Saved data entries:
------------------------------------------------------------------------

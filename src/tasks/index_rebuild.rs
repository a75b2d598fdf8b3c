//! Search index rebuild.
//!
//! Worker-per-invocation task: `execute` spawns a worker and returns once the
//! worker has started, because a full rebuild can take far longer than a
//! trigger firing should occupy. `is_executing` reflects the worker, and
//! `shutdown` sets a cooperative stop flag the worker polls between sections.
//!
//! The task does not enforce mutual exclusion between overlapping invocations;
//! the trigger interval is expected to exceed the rebuild duration, and an
//! overlap is logged as a warning.

use crate::definition::TaskDefinition;
use crate::errors::IndexError;
use crate::tasks::{Task, TaskState};
use async_trait::async_trait;
use std::sync::Arc;
use std::sync::atomic::{AtomicBool, Ordering};
use tokio_util::sync::CancellationToken;
use tracing::{error, info, instrument, warn};

/// Search index maintained by the surrounding records system.
#[async_trait]
pub trait SearchIndex: Send + Sync {
    /// Names of the index sections to rebuild, in rebuild order.
    async fn sections(&self) -> Result<Vec<String>, IndexError>;

    /// Rebuild one section from the primary store.
    async fn rebuild_section(&self, section: &str) -> Result<(), IndexError>;
}

pub struct IndexRebuildTask {
    state: TaskState,
    index: Arc<dyn SearchIndex>,
    /// Set while a rebuild worker is live; cleared by the worker itself
    worker_running: Arc<AtomicBool>,
    /// Cooperative stop flag polled by the worker between sections
    stop_token: CancellationToken,
}

/// Clears the worker-running flag when the worker exits, on panic paths too.
struct WorkerGuard(Arc<AtomicBool>);

impl Drop for WorkerGuard {
    fn drop(&mut self) {
        self.0.store(false, Ordering::SeqCst);
    }
}

impl IndexRebuildTask {
    pub fn new(state: TaskState, index: Arc<dyn SearchIndex>) -> Self {
        Self {
            state,
            index,
            worker_running: Arc::new(AtomicBool::new(false)),
            stop_token: CancellationToken::new(),
        }
    }

    async fn rebuild(
        index: &dyn SearchIndex,
        stop_token: &CancellationToken,
    ) -> Result<(usize, usize), IndexError> {
        let sections = index.sections().await?;
        let total = sections.len();
        let mut rebuilt = 0;

        for section in sections {
            if stop_token.is_cancelled() {
                warn!(rebuilt, total, "Index rebuild stopped early by shutdown");
                break;
            }
            index.rebuild_section(&section).await?;
            rebuilt += 1;
        }

        Ok((rebuilt, total))
    }
}

#[async_trait]
impl Task for IndexRebuildTask {
    async fn initialize(&self, definition: TaskDefinition) {
        self.state.set_definition(definition);
    }

    /// Spawns the rebuild worker and returns once it has started.
    #[instrument(skip_all, fields(task = self.name()))]
    async fn execute(&self) {
        if self.worker_running.swap(true, Ordering::SeqCst) {
            warn!("Previous index rebuild still running, starting another worker");
        }

        let index = Arc::clone(&self.index);
        let stop_token = self.stop_token.clone();
        let guard = WorkerGuard(Arc::clone(&self.worker_running));

        tokio::spawn(async move {
            let _guard = guard;
            info!("Index rebuild worker started");
            match IndexRebuildTask::rebuild(index.as_ref(), &stop_token).await {
                Ok((rebuilt, total)) => {
                    info!(rebuilt, total, "Index rebuild worker finished")
                }
                Err(e) => error!(error = %e, "Index rebuild failed"),
            }
        });
    }

    /// Reflects the worker, not the (near-instant) `execute` call itself.
    fn is_executing(&self) -> bool {
        self.worker_running.load(Ordering::SeqCst)
    }

    fn definition(&self) -> Option<TaskDefinition> {
        self.state.definition()
    }

    async fn shutdown(&self) {
        self.stop_token.cancel();
        self.state.clear();
    }

    fn name(&self) -> &str {
        "index_rebuild"
    }
}

#[cfg(test)]
mod tests {
    use super::*;
    use std::sync::atomic::AtomicUsize;
    use std::time::{Duration, Instant};

    /// Index whose sections each take `section_delay` to rebuild.
    struct SlowIndex {
        section_count: usize,
        section_delay: Duration,
        rebuilt: AtomicUsize,
    }

    #[async_trait]
    impl SearchIndex for SlowIndex {
        async fn sections(&self) -> Result<Vec<String>, IndexError> {
            Ok((0..self.section_count)
                .map(|i| format!("section-{i}"))
                .collect())
        }

        async fn rebuild_section(&self, _section: &str) -> Result<(), IndexError> {
            tokio::time::sleep(self.section_delay).await;
            self.rebuilt.fetch_add(1, Ordering::SeqCst);
            Ok(())
        }
    }

    async fn wait_until_idle(task: &IndexRebuildTask, deadline: Duration) {
        let started = Instant::now();
        while task.is_executing() {
            assert!(started.elapsed() < deadline, "worker never finished");
            tokio::time::sleep(Duration::from_millis(10)).await;
        }
    }

    #[tokio::test]
    async fn test_execute_returns_while_worker_runs() {
        let index = Arc::new(SlowIndex {
            section_count: 4,
            section_delay: Duration::from_millis(50),
            rebuilt: AtomicUsize::new(0),
        });
        let task = IndexRebuildTask::new(TaskState::new(), Arc::clone(&index) as Arc<dyn SearchIndex>);
        task.initialize(TaskDefinition::new("index", "index_rebuild"))
            .await;

        let started = Instant::now();
        task.execute().await;
        // The call returned almost immediately...
        assert!(started.elapsed() < Duration::from_millis(50));
        // ...while the worker reports executing for roughly the work duration
        assert!(task.is_executing());

        wait_until_idle(&task, Duration::from_secs(5)).await;
        assert!(started.elapsed() >= Duration::from_millis(200));
        assert_eq!(index.rebuilt.load(Ordering::SeqCst), 4);
    }

    #[tokio::test]
    async fn test_shutdown_stops_worker_between_sections() {
        let index = Arc::new(SlowIndex {
            section_count: 100,
            section_delay: Duration::from_millis(20),
            rebuilt: AtomicUsize::new(0),
        });
        let task = IndexRebuildTask::new(TaskState::new(), Arc::clone(&index) as Arc<dyn SearchIndex>);
        task.initialize(TaskDefinition::new("index", "index_rebuild"))
            .await;

        task.execute().await;
        tokio::time::sleep(Duration::from_millis(70)).await;
        task.shutdown().await;

        wait_until_idle(&task, Duration::from_secs(5)).await;
        let rebuilt = index.rebuilt.load(Ordering::SeqCst);
        assert!(rebuilt > 0, "worker should have made progress");
        assert!(rebuilt < 100, "worker should have stopped early, got {rebuilt}");
        assert!(task.definition().is_none());
    }

    /// Index whose rebuild fails on the second section.
    struct FailingIndex;

    #[async_trait]
    impl SearchIndex for FailingIndex {
        async fn sections(&self) -> Result<Vec<String>, IndexError> {
            Ok(vec!["ok".to_string(), "broken".to_string()])
        }

        async fn rebuild_section(&self, section: &str) -> Result<(), IndexError> {
            if section == "broken" {
                return Err(IndexError::SectionRebuildFailed {
                    section: section.to_string(),
                    details: "store unavailable".to_string(),
                });
            }
            Ok(())
        }
    }

    #[tokio::test]
    async fn test_rebuild_failure_clears_executing_flag() {
        let task = IndexRebuildTask::new(TaskState::new(), Arc::new(FailingIndex));
        task.initialize(TaskDefinition::new("index", "index_rebuild"))
            .await;

        task.execute().await;
        wait_until_idle(&task, Duration::from_secs(5)).await;
        assert!(!task.is_executing());
    }
}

------------------------------------------------------------------------

▶ **YOUR INSTRUCTIONS**
Every line containing the string "itself" is required; copy each such line from the data.

▶ **EXERCISE RESULT**
    /// Set while a rebuild worker is live; cleared by the worker itself
    /// Reflects the worker, not the (near-instant) `execute` call itself.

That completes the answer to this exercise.